### What to do:
Count, in the entries, the lines with "format". Answer with the number only.

──────── Records to use ────────

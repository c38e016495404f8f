//! Hydrogen Economics CLI
//!
//! Evaluate a single plant, sweep one input, or evaluate a CSV of scenarios.

use anyhow::{Context, Result};
use chrono::{DateTime, Utc};
use clap::{Args, Parser, Subcommand, ValueEnum};
use serde::Serialize;
use std::fs::File;
use std::path::{Path, PathBuf};

use hydrogen_economics::inputs::{load_scenarios, DEFAULT_SELLING_PRICE_PER_KG};
use hydrogen_economics::summary::{summarize_best_effort, ProjectDigest, SummaryOutcome, TemplateSummarizer};
use hydrogen_economics::{
    EngineConfig, Evaluation, IncentiveInputs, InputAxis, MarketTerms, ProjectInputs, Scenario,
    ScenarioRunner, SensitivitySweepRunner, SweepPoint, SweepRange, SweepTarget,
};

#[derive(Parser)]
#[command(name = "hydrogen_economics", version, about = "Hydrogen project economics: LCOH, incentives, NPV")]
struct Cli {
    #[command(subcommand)]
    command: Command,
}

#[derive(Subcommand)]
enum Command {
    /// Evaluate one plant: LCOH, incentives and investment metrics
    Evaluate {
        #[command(flatten)]
        plant: PlantArgs,

        #[command(flatten)]
        market: MarketArgs,

        /// Print a JSON report instead of text
        #[arg(long)]
        json: bool,

        /// Append a narrative summary
        #[arg(long)]
        summary: bool,
    },

    /// Vary one input across a range and report LCOH or NPV
    Sweep {
        #[command(flatten)]
        plant: PlantArgs,

        #[command(flatten)]
        market: MarketArgs,

        /// Input to vary (ignored for npv-at-lcoh)
        #[arg(long, default_value = "electricity-cost")]
        axis: InputAxis,

        #[arg(long, value_enum, default_value_t = TargetKind::Lcoh)]
        target: TargetKind,

        #[arg(long)]
        start: f64,

        #[arg(long)]
        stop: f64,

        #[arg(long, default_value_t = 9)]
        samples: usize,

        /// Write points to this CSV file instead of stdout
        #[arg(long)]
        output: Option<PathBuf>,
    },

    /// Evaluate every scenario in a CSV file
    Batch {
        /// Scenario CSV (see inputs::loader for columns)
        path: PathBuf,

        /// Write results to this CSV file instead of stdout
        #[arg(long)]
        output: Option<PathBuf>,
    },
}

#[derive(Clone, Copy, ValueEnum)]
enum TargetKind {
    Lcoh,
    Npv,
    NpvAtLcoh,
}

#[derive(Args)]
struct PlantArgs {
    /// CAPEX [$/MW/yr]
    #[arg(long, default_value_t = 2_000_000.0)]
    capex: f64,

    /// OPEX [$/MW/yr]
    #[arg(long, default_value_t = 90_000.0)]
    opex: f64,

    /// Electrolyzer size [MW]
    #[arg(long, default_value_t = 10.0)]
    size: f64,

    /// Plant lifetime [years]
    #[arg(long, default_value_t = 20)]
    lifetime: u32,

    /// Discount rate [%]
    #[arg(long, default_value_t = 7.0)]
    discount_rate: f64,

    /// Electricity cost [$/MWh]
    #[arg(long, default_value_t = 50.0)]
    electricity_cost: f64,

    /// Capacity factor [%]
    #[arg(long, default_value_t = 50.0)]
    capacity_factor: f64,

    /// Efficiency [kWh/kg H2]
    #[arg(long, default_value_t = 50.0)]
    efficiency: f64,

    /// Storage cost [$/kg H2]
    #[arg(long, default_value_t = 0.0)]
    storage_cost: f64,

    /// Transport cost [$/kg H2]
    #[arg(long, default_value_t = 0.0)]
    transport_cost: f64,
}

impl PlantArgs {
    fn to_inputs(&self) -> ProjectInputs {
        ProjectInputs {
            capex_per_mw: self.capex,
            opex_per_mw: self.opex,
            plant_size_mw: self.size,
            lifetime_years: self.lifetime,
            discount_rate_pct: self.discount_rate,
            electricity_cost_per_mwh: self.electricity_cost,
            capacity_factor_pct: self.capacity_factor,
            efficiency_kwh_per_kg: self.efficiency,
            storage_cost_per_kg: self.storage_cost,
            transport_cost_per_kg: self.transport_cost,
        }
    }
}

#[derive(Args)]
struct MarketArgs {
    /// Direct production credit [$/kg H2]
    #[arg(long, default_value_t = 3.0)]
    direct_credit: f64,

    /// Renewable electricity credit [$/MWh]
    #[arg(long, default_value_t = 20.0)]
    rec_credit: f64,

    /// Carbon credit [$/t CO2]
    #[arg(long, default_value_t = 50.0)]
    carbon_credit: f64,

    /// CO2 avoided [kg/kg H2]
    #[arg(long, default_value_t = 10.0)]
    co2_avoided: f64,

    /// Hydrogen selling price [$/kg]
    #[arg(long, default_value_t = DEFAULT_SELLING_PRICE_PER_KG)]
    price: f64,
}

impl MarketArgs {
    fn to_market(&self) -> MarketTerms {
        MarketTerms {
            incentives: IncentiveInputs {
                direct_credit_per_kg: self.direct_credit,
                electricity_credit_per_mwh: self.rec_credit,
                carbon_credit_per_ton: self.carbon_credit,
                co2_avoided_kg_per_kg: self.co2_avoided,
            },
            selling_price_per_kg: self.price,
        }
    }
}

#[derive(Serialize)]
struct EvaluationReport<'a> {
    generated_at: DateTime<Utc>,
    scenario: &'a Scenario,
    results: Evaluation,
    display: Evaluation,
    #[serde(skip_serializing_if = "Option::is_none")]
    summary: Option<SummaryOutcome>,
}

/// Flat per-scenario row for batch output
#[derive(Serialize)]
struct BatchRow {
    name: String,
    lcoh_per_kg: Option<f64>,
    annual_h2_kg: Option<u64>,
    incentive_per_kg: Option<f64>,
    annual_profit: Option<f64>,
    npv: Option<f64>,
    payback_years: Option<f64>,
    roi_pct: Option<f64>,
    error: Option<String>,
}

fn main() -> Result<()> {
    env_logger::init();

    let cli = Cli::parse();
    let config = EngineConfig::from_env();

    match cli.command {
        Command::Evaluate {
            plant,
            market,
            json,
            summary,
        } => run_evaluate(&config, &plant, &market, json, summary),
        Command::Sweep {
            plant,
            market,
            axis,
            target,
            start,
            stop,
            samples,
            output,
        } => {
            let target = match target {
                TargetKind::Lcoh => SweepTarget::Lcoh { axis },
                TargetKind::Npv => SweepTarget::Npv {
                    axis,
                    market: market.to_market(),
                },
                TargetKind::NpvAtLcoh => SweepTarget::NpvAtSyntheticLcoh {
                    market: market.to_market(),
                },
            };
            run_sweep(&config, &plant.to_inputs(), target, SweepRange::new(start, stop, samples), output)
        }
        Command::Batch { path, output } => run_batch(&config, &path, output),
    }
}

fn run_evaluate(
    config: &EngineConfig,
    plant: &PlantArgs,
    market: &MarketArgs,
    json: bool,
    with_summary: bool,
) -> Result<()> {
    let market = market.to_market();
    let scenario = Scenario::new(plant.to_inputs(), market.incentives, market.selling_price_per_kg);

    let runner = ScenarioRunner::with_config(config.clone());
    let evaluation = runner.evaluate(&scenario).context("Invalid project inputs")?;
    let display = evaluation.rounded(config);

    let summary = with_summary.then(|| {
        let digest = ProjectDigest::from_evaluation(&scenario, &evaluation);
        summarize_best_effort(&TemplateSummarizer, &digest)
    });

    if json {
        let report = EvaluationReport {
            generated_at: Utc::now(),
            scenario: &scenario,
            results: evaluation,
            display,
            summary,
        };
        println!("{}", serde_json::to_string_pretty(&report)?);
        return Ok(());
    }

    let lcoh = &display.lcoh;
    println!("Hydrogen Project Evaluation");
    println!("===========================\n");
    println!("Levelized Cost of Hydrogen: ${}/kg", lcoh.lcoh_per_kg);
    println!("  Capital:     ${}/kg", lcoh.per_kg.capital);
    println!("  Operating:   ${}/kg", lcoh.per_kg.operating);
    println!("  Electricity: ${}/kg", lcoh.per_kg.electricity);
    println!("  Storage:     ${}/kg", lcoh.per_kg.storage);
    println!("  Transport:   ${}/kg", lcoh.per_kg.transport);
    println!(
        "Annual H2 production: {} kg | CRF: {}",
        evaluation.lcoh.annual_h2_kg_whole(),
        lcoh.crf
    );

    println!("\nIncentives: ${}/kg H2", display.incentives.total_per_kg);

    let metrics = &evaluation.metrics;
    let decimals = config.display_decimals as usize;
    println!("\nFinancial Performance (price ${}/kg):", metrics.selling_price_per_kg);
    println!("  Annual Profit:  ${:.2}M", metrics.annual_profit / 1e6);
    match metrics.npv.value() {
        Some(npv) => println!("  NPV ({} yrs):   ${:.2}M", scenario.project.lifetime_years, npv / 1e6),
        None => println!("  NPV ({} yrs):   N/A", scenario.project.lifetime_years),
    }
    println!("  Payback Period: {:.*} years", decimals, metrics.payback_years);
    println!("  ROI:            {:.*}%", decimals, metrics.roi_pct);

    if let Some(outcome) = summary {
        println!("\nSummary:");
        match outcome {
            SummaryOutcome::Narrative(text) => println!("  {}", text),
            SummaryOutcome::Unavailable(reason) => println!("  (summary unavailable: {})", reason),
        }
    }

    Ok(())
}

fn run_sweep(
    config: &EngineConfig,
    base: &ProjectInputs,
    target: SweepTarget,
    range: SweepRange,
    output: Option<PathBuf>,
) -> Result<()> {
    let runner = SensitivitySweepRunner::new(config.clone());
    let sweep = runner.sweep(base, target, range).context("Invalid sweep request")?;
    let points: Vec<SweepPoint> = sweep.run()?;

    match output {
        Some(path) => {
            let file = File::create(&path)
                .with_context(|| format!("Unable to create {}", path.display()))?;
            sweep.write_csv(&points, file)?;
            println!("{} points written to: {}", points.len(), path.display());
        }
        None => sweep.write_csv(&points, std::io::stdout().lock())?,
    }

    Ok(())
}

fn run_batch(config: &EngineConfig, path: &Path, output: Option<PathBuf>) -> Result<()> {
    let scenarios = load_scenarios(path)
        .with_context(|| format!("Failed to load scenarios from {}", path.display()))?;

    let runner = ScenarioRunner::with_config(config.clone());
    let results = runner.run_batch(&scenarios);

    let rows: Vec<BatchRow> = scenarios
        .iter()
        .zip(results)
        .enumerate()
        .map(|(idx, (scenario, result))| {
            let name = scenario
                .name
                .clone()
                .unwrap_or_else(|| format!("scenario_{}", idx + 1));
            match result {
                Ok(evaluation) => {
                    let display = evaluation.rounded(config);
                    BatchRow {
                        name,
                        lcoh_per_kg: Some(display.lcoh.lcoh_per_kg),
                        annual_h2_kg: Some(evaluation.lcoh.annual_h2_kg_whole()),
                        incentive_per_kg: Some(display.incentives.total_per_kg),
                        annual_profit: Some(display.metrics.annual_profit),
                        npv: display.metrics.npv.value(),
                        payback_years: display.metrics.payback_years.value(),
                        roi_pct: display.metrics.roi_pct.value(),
                        error: None,
                    }
                }
                Err(e) => BatchRow {
                    name,
                    lcoh_per_kg: None,
                    annual_h2_kg: None,
                    incentive_per_kg: None,
                    annual_profit: None,
                    npv: None,
                    payback_years: None,
                    roi_pct: None,
                    error: Some(e.to_string()),
                },
            }
        })
        .collect();

    match output {
        Some(out) => {
            let file = File::create(&out)
                .with_context(|| format!("Unable to create {}", out.display()))?;
            write_batch_rows(&rows, file)?;
            println!("{} results written to: {}", rows.len(), out.display());
        }
        None => write_batch_rows(&rows, std::io::stdout().lock())?,
    }

    Ok(())
}

fn write_batch_rows<W: std::io::Write>(rows: &[BatchRow], writer: W) -> Result<()> {
    let mut csv_writer = csv::Writer::from_writer(writer);
    for row in rows {
        csv_writer.serialize(row)?;
    }
    csv_writer.flush()?;
    Ok(())
}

────────

### Response to the exercise:
4